El tumor de Agustín está situado en una zona del cerebro de difícil acceso, pegado al nervio óptico. Pudieron acceder a él, extraer más del 50 por ciento y a pesar de confirmar que se trata de un tumor de bajo grado, los problemas que causa su presencia son muchos. Agus no pudo, hasta hoy, volver a caminar por sus propios medios y necesita rehabilitación, pero eso no es todo. No hay certezas sobre el futuro y eso es, quizás, lo más difícil de sobrellevar.

“La oncóloga nos explica que no puede asegurarnos que Agus se va a salvar. Tampoco puede asegurarnos lo contrario y es muy duro vivir con eso, pero tenemos algunas alegrías. Si Dios quiere, el 29 de febrero, nuestro hijo va a ir al jardín de infantes por primera vez y eso nos emociona mucho", cuenta Guillermo, conmovido.

“Cada situación es diferente y cada uno hace lo que puede con lo que le pasa –dice Paula– y asegura que para ella fue fundamental escuchar su “instinto de madre”.

“En la clínica donde nos decían que lo de Agus era un virus, me preguntaban si yo era madre primeriza y me explicaban que los virus a veces tardan un mes en irse.

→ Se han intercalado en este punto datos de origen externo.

//! Display formatting shared by the table view, search and the report.

use chrono::NaiveDateTime;

use crate::dataset::CellValue;

/// Marker appended to truncated labels.
pub const ELLIPSIS: &str = "...";

/// Most fraction digits shown by [`format_number`].
const MAX_FRACTION_DIGITS: usize = 3;

/// Below this magnitude every integer is exactly representable (2^53).
const EXACT_INTEGER_LIMIT: f64 = 9_007_199_254_740_992.0;

/// Format a cell for display and search.
///
/// Search matches against exactly this string, so what a user sees in the
/// table is what the query is compared with.
pub fn format_cell(value: &CellValue) -> String {
    match value {
        CellValue::Empty => String::new(),
        CellValue::Date(d) => format_datetime(d),
        CellValue::Number(n) => format_number(*n),
        CellValue::Bool(b) => b.to_string(),
        CellValue::Text(s) => s.clone(),
    }
}

/// en-US style number: grouped integer digits, at most three fraction
/// digits, trailing zeros dropped.
pub fn format_number(n: f64) -> String {
    if n.is_nan() {
        return "NaN".to_string();
    }
    if n.is_infinite() {
        return if n > 0.0 { "∞" } else { "-∞" }.to_string();
    }

    let fixed = to_fixed(n.abs(), MAX_FRACTION_DIGITS);
    let (int_part, frac_part) = fixed.split_once('.').unwrap_or((fixed.as_str(), ""));
    let frac_part = frac_part.trim_end_matches('0');

    let mut out = String::with_capacity(fixed.len() + fixed.len() / 3 + 1);
    let is_zero = int_part.bytes().all(|b| b == b'0') && frac_part.is_empty();
    if n.is_sign_negative() && !is_zero {
        out.push('-');
    }
    out.push_str(&group_digits(int_part));
    if !frac_part.is_empty() {
        out.push('.');
        out.push_str(frac_part);
    }
    out
}

/// Format a count with thousands separators.
pub fn format_count(n: usize) -> String {
    group_digits(&n.to_string())
}

/// Insert a comma every three digits from the right.
fn group_digits(digits: &str) -> String {
    let len = digits.len();
    let mut out = String::with_capacity(len + len / 3);
    for (i, c) in digits.chars().enumerate() {
        if i > 0 && (len - i) % 3 == 0 {
            out.push(',');
        }
        out.push(c);
    }
    out
}

/// en-US style date and time, e.g. `1/15/2023, 2:05:09 PM`.
pub fn format_datetime(d: &NaiveDateTime) -> String {
    d.format("%-m/%-d/%Y, %-I:%M:%S %p").to_string()
}

/// Human-readable file size, e.g. `1.5 KB`.
pub fn format_file_size(bytes: u64) -> String {
    const UNITS: [&str; 5] = ["Bytes", "KB", "MB", "GB", "TB"];

    if bytes == 0 {
        return "0 Bytes".to_string();
    }

    let mut unit = 0;
    let mut size = bytes as f64;
    while size >= 1024.0 && unit < UNITS.len() - 1 {
        size /= 1024.0;
        unit += 1;
    }

    let rounded = to_fixed(size, 2);
    let rounded = rounded.trim_end_matches('0').trim_end_matches('.');
    format!("{rounded} {}", UNITS[unit])
}

/// `value` with exactly `digits` fraction digits.
///
/// Exact halfway cases round away from zero (`0.125` -> `0.13`); all
/// other values round to the nearest representation, as `{:.N}` does.
pub fn to_fixed(value: f64, digits: usize) -> String {
    // A halfway case has exactly `digits + 1` fraction digits, the last
    // being 5, so it is an odd multiple of 2^-(digits + 1).
    let twice = value * 2f64.powi(digits as i32 + 1);
    let is_tie = value.is_finite()
        && twice.fract() == 0.0
        && twice.abs() < EXACT_INTEGER_LIMIT
        && twice % 2.0 != 0.0;
    if !is_tie {
        return format!("{value:.digits$}");
    }

    // |value| * 10^digits = twice * 5^digits / 2, rounded up
    let scaled = (twice.abs() as u128 * 5u128.pow(digits as u32)).div_ceil(2);
    let padded = format!("{scaled:0>width$}", width = digits + 1);
    let (int_part, frac_part) = padded.split_at(padded.len() - digits);

    let mut out = String::with_capacity(padded.len() + 2);
    if value < 0.0 {
        out.push('-');
    }
    out.push_str(int_part);
    if digits > 0 {
        out.push('.');
        out.push_str(frac_part);
    }
    out
}

/// Cut `s` to `max_chars` characters, appending [`ELLIPSIS`] when cut.
pub fn truncate_label(s: &str, max_chars: usize) -> String {
    match s.char_indices().nth(max_chars) {
        Some((byte_idx, _)) => format!("{}{ELLIPSIS}", &s[..byte_idx]),
        None => s.to_string(),
    }
}

/// `part / whole * 100`, or 0 when `whole` is 0.
#[inline]
pub fn percentage(part: usize, whole: usize) -> f64 {
    if whole == 0 {
        0.0
    } else {
        part as f64 / whole as f64 * 100.0
    }
}

#[cfg(test)]
mod tests {
    use super::*;
    use chrono::NaiveDate;

    #[test]
    fn test_format_number() {
        assert_eq!(format_number(0.0), "0");
        assert_eq!(format_number(-0.0), "0");
        assert_eq!(format_number(1234567.0), "1,234,567");
        assert_eq!(format_number(-1234.5), "-1,234.5");
        assert_eq!(format_number(3.14159), "3.142");
        assert_eq!(format_number(999.9996), "1,000");
        assert_eq!(format_number(0.25), "0.25");
        assert_eq!(format_number(-0.0001), "0");
        assert_eq!(format_number(f64::NAN), "NaN");
        assert_eq!(format_number(0.0625), "0.063");
        assert_eq!(format_number(-2.0625), "-2.063");
    }

    #[test]
    fn test_to_fixed_rounds_halfway_away_from_zero() {
        assert_eq!(to_fixed(0.125, 2), "0.13");
        assert_eq!(to_fixed(3.125, 2), "3.13");
        assert_eq!(to_fixed(0.0625, 3), "0.063");
        assert_eq!(to_fixed(-3.125, 2), "-3.13");
        assert_eq!(to_fixed(2.5, 0), "3");
        assert_eq!(to_fixed(12.25, 1), "12.3");
    }

    #[test]
    fn test_to_fixed_matches_plain_formatting_off_ties() {
        assert_eq!(to_fixed(1.005, 2), "1.00");
        assert_eq!(to_fixed(3.14159, 2), "3.14");
        assert_eq!(to_fixed(2.0, 2), "2.00");
        assert_eq!(to_fixed(75.0, 2), "75.00");
        assert_eq!(to_fixed(0.0, 1), "0.0");
    }

    #[test]
    fn test_format_count() {
        assert_eq!(format_count(0), "0");
        assert_eq!(format_count(999), "999");
        assert_eq!(format_count(1000), "1,000");
        assert_eq!(format_count(10_000_000), "10,000,000");
    }

    #[test]
    fn test_format_datetime() {
        let d = NaiveDate::from_ymd_opt(2023, 1, 15)
            .unwrap()
            .and_hms_opt(14, 5, 9)
            .unwrap();
        assert_eq!(format_datetime(&d), "1/15/2023, 2:05:09 PM");

        let midnight = NaiveDate::from_ymd_opt(2024, 12, 3)
            .unwrap()
            .and_hms_opt(0, 0, 0)
            .unwrap();
        assert_eq!(format_datetime(&midnight), "12/3/2024, 12:00:00 AM");
    }

    #[test]
    fn test_format_cell() {
        assert_eq!(format_cell(&CellValue::Empty), "");
        assert_eq!(format_cell(&CellValue::Number(12345.678)), "12,345.678");
        assert_eq!(format_cell(&CellValue::Bool(true)), "true");
        assert_eq!(format_cell(&CellValue::from("Hello")), "Hello");
    }

    #[test]
    fn test_format_file_size() {
        assert_eq!(format_file_size(0), "0 Bytes");
        assert_eq!(format_file_size(512), "512 Bytes");
        assert_eq!(format_file_size(1536), "1.5 KB");
        assert_eq!(format_file_size(1024 * 1024), "1 MB");
    }

    #[test]
    fn test_truncate_label() {
        assert_eq!(truncate_label("short", 15), "short");
        assert_eq!(truncate_label("exactly fifteen", 15), "exactly fifteen");
        assert_eq!(truncate_label("a much longer label", 15), "a much longer l...");
        assert_eq!(truncate_label("ééééé", 3), "ééé...");
    }

    #[test]
    fn test_percentage_of_zero() {
        assert_eq!(percentage(3, 0), 0.0);
        assert_eq!(percentage(1, 4), 25.0);
    }
}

Como si no confiaran en lo que contábamos.

La noche que decidimos ir al IADT, Agustín tenía 36 pulsaciones por minuto. Se estaba muriendo literalmente. Lo tuvieron que operar a las 6.30 de la mañana siguiente y los médicos nos dijeron: «Si no lo traías, el bebé se moría en tu casa».

Paula cuenta cómo el juego es el recurso más efectivo para lograr que su hijo acceda a los estudios y prácticas médicas, a veces agresivas, que resultan inevitables. Así, un tomógrafo puede transformarse en un lavarropas gigante, si mamá lo dice, y un pequeño paciente en una cama de terapia intensiva puede devenir un vendedor de jabones de todo color y tamaño que papá (cliente siempre presente) está dispuesto a comprar.

Estas sencillas estrategias sumadas a la invalorable capacidad de los niños de vivir el puro presente ayudan día tras día a alcanzar un fin tan ansiado como esquivo: preservar la vida.